[Collected data]
>>>
//! Exchange-engine observability counters.
//!
//! Ambient instrumentation, not a protocol feature: a handful of atomic
//! counters updated alongside the `EX00x` log points, in the style of
//! `kimberlite_vsr::instrumentation::Metrics`. Exposed as a global singleton
//! so callers don't need to thread a handle through every exchange.

use std::sync::atomic::{AtomicU64, Ordering};

/// Global counters for this process's exchange engine activity.
pub static METRICS: ExchangeMetrics = ExchangeMetrics::new();

/// Thread-safe exchange-lifecycle counters.
#[derive(Debug)]
pub struct ExchangeMetrics {
    started_total: AtomicU64,
    timed_out_total: AtomicU64,
    completed_total: AtomicU64,
    repairs_emitted_total: AtomicU64,
}

impl ExchangeMetrics {
    const fn new() -> Self {
        Self {
            started_total: AtomicU64::new(0),
            timed_out_total: AtomicU64::new(0),
            completed_total: AtomicU64::new(0),
            repairs_emitted_total: AtomicU64::new(0),
        }
    }

    pub(crate) fn record_started(&self) {
        self.started_total.fetch_add(1, Ordering::Relaxed);
    }

    pub(crate) fn record_terminal(&self, terminal_phase: crate::types::Phase) {
        if terminal_phase == crate::types::Phase::TimedOut {
            self.timed_out_total.fetch_add(1, Ordering::Relaxed);
        } else {
            self.completed_total.fetch_add(1, Ordering::Relaxed);
        }
    }

    pub(crate) fn record_repairs(&self, count: u64) {
        self.repairs_emitted_total.fetch_add(count, Ordering::Relaxed);
    }

    /// Snapshot of the counters, gated behind the `metrics` feature so
    /// plain builds carry no public surface beyond the atomics themselves.
    #[cfg(feature = "metrics")]
    #[must_use]
    pub fn snapshot(&self) -> ExchangeMetricsSnapshot {
        ExchangeMetricsSnapshot {
            started_total: self.started_total.load(Ordering::Relaxed),
            timed_out_total: self.timed_out_total.load(Ordering::Relaxed),
            completed_total: self.completed_total.load(Ordering::Relaxed),
            repairs_emitted_total: self.repairs_emitted_total.load(Ordering::Relaxed),
        }
    }
}

/// Point-in-time read of [`ExchangeMetrics`].
#[cfg(feature = "metrics")]
#[derive(Debug, Clone, Copy, PartialEq, Eq)]
pub struct ExchangeMetricsSnapshot {
    pub started_total: u64,
    pub timed_out_total: u64,
    pub completed_total: u64,
    pub repairs_emitted_total: u64,
}

#[cfg(all(test, feature = "metrics"))]
mod tests {
    use super::*;
    use crate::types::Phase;

    #[test]
    fn counters_increment_independently() {
        let m = ExchangeMetrics::new();
        m.record_started();
        m.record_started();
        m.record_terminal(Phase::Complete);
        m.record_terminal(Phase::TimedOut);
        m.record_repairs(3);

        let snap = m.snapshot();
        assert_eq!(snap.started_total, 2);
        assert_eq!(snap.completed_total, 1);
        assert_eq!(snap.timed_out_total, 1);
        assert_eq!(snap.repairs_emitted_total, 3);
    }
}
<<<
### [YOUR GOAL]
The response has to match the records above word for word.

### [WRITTEN ANSWER]
//! Exchange-engine observability counters.
//!
//! Ambient instrumentation, not a protocol feature: a handful of atomic
//! counters updated alongside the `EX00x` log points, in the style of
//! `kimberlite_vsr::instrumentation::Metrics`. Exposed as a global singleton
//! so callers don't need to thread a handle through every exchange.

use std::sync::atomic::{AtomicU64, Ordering};

/// Global counters for this process's exchange engine activity.
pub static METRICS: ExchangeMetrics = ExchangeMetrics::new();

/// Thread-safe exchange-lifecycle counters.
#[derive(Debug)]
pub struct ExchangeMetrics {
    started_total: AtomicU64,
    timed_out_total: AtomicU64,
    completed_total: AtomicU64,
    repairs_emitted_total: AtomicU64,
}

impl ExchangeMetrics {
    const fn new() -> Self {
        Self {
            started_total: AtomicU64::new(0),
            timed_out_total: AtomicU64::new(0),
            completed_total: AtomicU64::new(0),
            repairs_emitted_total: AtomicU64::new(0),
        }
    }

    pub(crate) fn record_started(&self) {
        self.started_total.fetch_add(1, Ordering::Relaxed);
    }

    pub(crate) fn record_terminal(&self, terminal_phase: crate::types::Phase) {
        if terminal_phase == crate::types::Phase::TimedOut {
            self.timed_out_total.fetch_add(1, Ordering::Relaxed);
        } else {
            self.completed_total.fetch_add(1, Ordering::Relaxed);
        }
    }

    pub(crate) fn record_repairs(&self, count: u64) {
        self.repairs_emitted_total.fetch_add(count, Ordering::Relaxed);
    }

    /// Snapshot of the counters, gated behind the `metrics` feature so
    /// plain builds carry no public surface beyond the atomics themselves.
    #[cfg(feature = "metrics")]
    #[must_use]
    pub fn snapshot(&self) -> ExchangeMetricsSnapshot {
        ExchangeMetricsSnapshot {
            started_total: self.started_total.load(Ordering::Relaxed),
            timed_out_total: self.timed_out_total.load(Ordering::Relaxed),
            completed_total: self.completed_total.load(Ordering::Relaxed),
            repairs_emitted_total: self.repairs_emitted_total.load(Ordering::Relaxed),
        }
    }
}

/// Point-in-time read of [`ExchangeMetrics`].
#[cfg(feature = "metrics")]
#[derive(Debug, Clone, Copy, PartialEq, Eq)]
pub struct ExchangeMetricsSnapshot {
    pub started_total: u64,
    pub timed_out_total: u64,
    pub completed_total: u64,
    pub repairs_emitted_total: u64,
}

#[cfg(all(test, feature = "metrics"))]
mod tests {
    use super::*;
    use crate::types::Phase;

    #[test]
    fn counters_increment_independently() {
        let m = ExchangeMetrics::new();
        m.record_started();
        m.record_started();
        m.record_terminal(Phase::Complete);
        m.record_terminal(Phase::TimedOut);
        m.record_repairs(3);

        let snap = m.snapshot();
        assert_eq!(snap.started_total, 2);
        assert_eq!(snap.completed_total, 1);
        assert_eq!(snap.timed_out_total, 1);
        assert_eq!(snap.repairs_emitted_total, 3);
    }
}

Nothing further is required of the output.